"""

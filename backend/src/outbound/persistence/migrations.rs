//! Embedded schema migrations applied at startup.
//!
//! Diesel's migration harness needs a synchronous connection, so the work runs
//! on the blocking thread pool.

use diesel::{Connection, PgConnection};
use diesel_migrations::{EmbeddedMigrations, MigrationHarness, embed_migrations};
use tracing::info;

/// Migrations compiled from `backend/migrations`.
pub const MIGRATIONS: EmbeddedMigrations = embed_migrations!("migrations");

/// Errors raised while applying migrations.
#[derive(Debug, Clone, PartialEq, Eq, thiserror::Error)]
pub enum MigrationError {
    /// The migration connection could not be opened.
    #[error("failed to connect for migrations: {message}")]
    Connect {
        /// Underlying connection message.
        message: String,
    },
    /// A migration failed to apply.
    #[error("failed to apply migrations: {message}")]
    Apply {
        /// Underlying harness message.
        message: String,
    },
    /// The blocking task did not complete.
    #[error("migration task failed: {message}")]
    Task {
        /// Join error message.
        message: String,
    },
}

/// Apply every pending migration and return the versions that ran.
///
/// # Errors
///
/// Returns a [`MigrationError`] when the database is unreachable or a
/// migration fails.
pub async fn run_pending_migrations(database_url: &str) -> Result<Vec<String>, MigrationError> {
    let url = database_url.to_owned();
    let applied = tokio::task::spawn_blocking(move || apply(&url))
        .await
        .map_err(|err| MigrationError::Task {
            message: err.to_string(),
        })??;

    if applied.is_empty() {
        info!("database schema is up to date");
    } else {
        info!(versions = ?applied, "applied database migrations");
    }
    Ok(applied)
}

fn apply(database_url: &str) -> Result<Vec<String>, MigrationError> {
    let mut conn = PgConnection::establish(database_url).map_err(|err| MigrationError::Connect {
        message: err.to_string(),
    })?;
    let versions = conn
        .run_pending_migrations(MIGRATIONS)
        .map_err(|err| MigrationError::Apply {
            message: err.to_string(),
        })?;
    Ok(versions.iter().map(ToString::to_string).collect())
}

#[cfg(test)]
mod tests {
    //! Regression coverage for this module.
    use super::*;
    use diesel::migration::MigrationSource;
    use diesel::pg::Pg;

    #[test]
    fn recipes_migration_is_embedded() {
        let migrations =
            MigrationSource::<Pg>::migrations(&MIGRATIONS).expect("embedded migrations load");
        let names: Vec<String> = migrations.iter().map(|m| m.name().to_string()).collect();
        assert!(
            names.iter().any(|name| name.contains("create_recipes")),
            "unexpected migrations: {names:?}"
        );
    }

    #[tokio::test]
    async fn unreachable_database_reports_connect_error() {
        let err = run_pending_migrations("postgres://invalid host/recipes")
            .await
            .expect_err("invalid url");
        assert!(matches!(err, MigrationError::Connect { .. }));
    }
}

"""

- **Your goal**:
From the first line through the last, give the data above again exactly.

- **Solved problem**:
filename backend/src/outbound/persistence/migrations.rs
//! Embedded schema migrations applied at startup.
//!
//! Diesel's migration harness needs a synchronous connection, so the work runs
//! on the blocking thread pool.

use diesel::{Connection, PgConnection};
use diesel_migrations::{EmbeddedMigrations, MigrationHarness, embed_migrations};
use tracing::info;

/// Migrations compiled from `backend/migrations`.
pub const MIGRATIONS: EmbeddedMigrations = embed_migrations!("migrations");

/// Errors raised while applying migrations.
#[derive(Debug, Clone, PartialEq, Eq, thiserror::Error)]
pub enum MigrationError {
    /// The migration connection could not be opened.
    #[error("failed to connect for migrations: {message}")]
    Connect {
        /// Underlying connection message.
        message: String,
    },
    /// A migration failed to apply.
    #[error("failed to apply migrations: {message}")]
    Apply {
        /// Underlying harness message.
        message: String,
    },
    /// The blocking task did not complete.
    #[error("migration task failed: {message}")]
    Task {
        /// Join error message.
        message: String,
    },
}

/// Apply every pending migration and return the versions that ran.
///
/// # Errors
///
/// Returns a [`MigrationError`] when the database is unreachable or a
/// migration fails.
pub async fn run_pending_migrations(database_url: &str) -> Result<Vec<String>, MigrationError> {
    let url = database_url.to_owned();
    let applied = tokio::task::spawn_blocking(move || apply(&url))
        .await
        .map_err(|err| MigrationError::Task {
            message: err.to_string(),
        })??;

    if applied.is_empty() {
        info!("database schema is up to date");
    } else {
        info!(versions = ?applied, "applied database migrations");
    }
    Ok(applied)
}

fn apply(database_url: &str) -> Result<Vec<String>, MigrationError> {
    let mut conn = PgConnection::establish(database_url).map_err(|err| MigrationError::Connect {
        message: err.to_string(),
    })?;
    let versions = conn
        .run_pending_migrations(MIGRATIONS)
        .map_err(|err| MigrationError::Apply {
            message: err.to_string(),
        })?;
    Ok(versions.iter().map(ToString::to_string).collect())
}

#[cfg(test)]
mod tests {
    //! Regression coverage for this module.
    use super::*;
    use diesel::migration::MigrationSource;
    use diesel::pg::Pg;

    #[test]
    fn recipes_migration_is_embedded() {
        let migrations =
            MigrationSource::<Pg>::migrations(&MIGRATIONS).expect("embedded migrations load");
        let names: Vec<String> = migrations.iter().map(|m| m.name().to_string()).collect();
        assert!(
            names.iter().any(|name| name.contains("create_recipes")),
            "unexpected migrations: {names:?}"
        );
    }

    #[tokio::test]
    async fn unreachable_database_reports_connect_error() {
        let err = run_pending_migrations("postgres://invalid host/recipes")
            .await
            .expect_err("invalid url");
        assert!(matches!(err, MigrationError::Connect { .. }));
    }
}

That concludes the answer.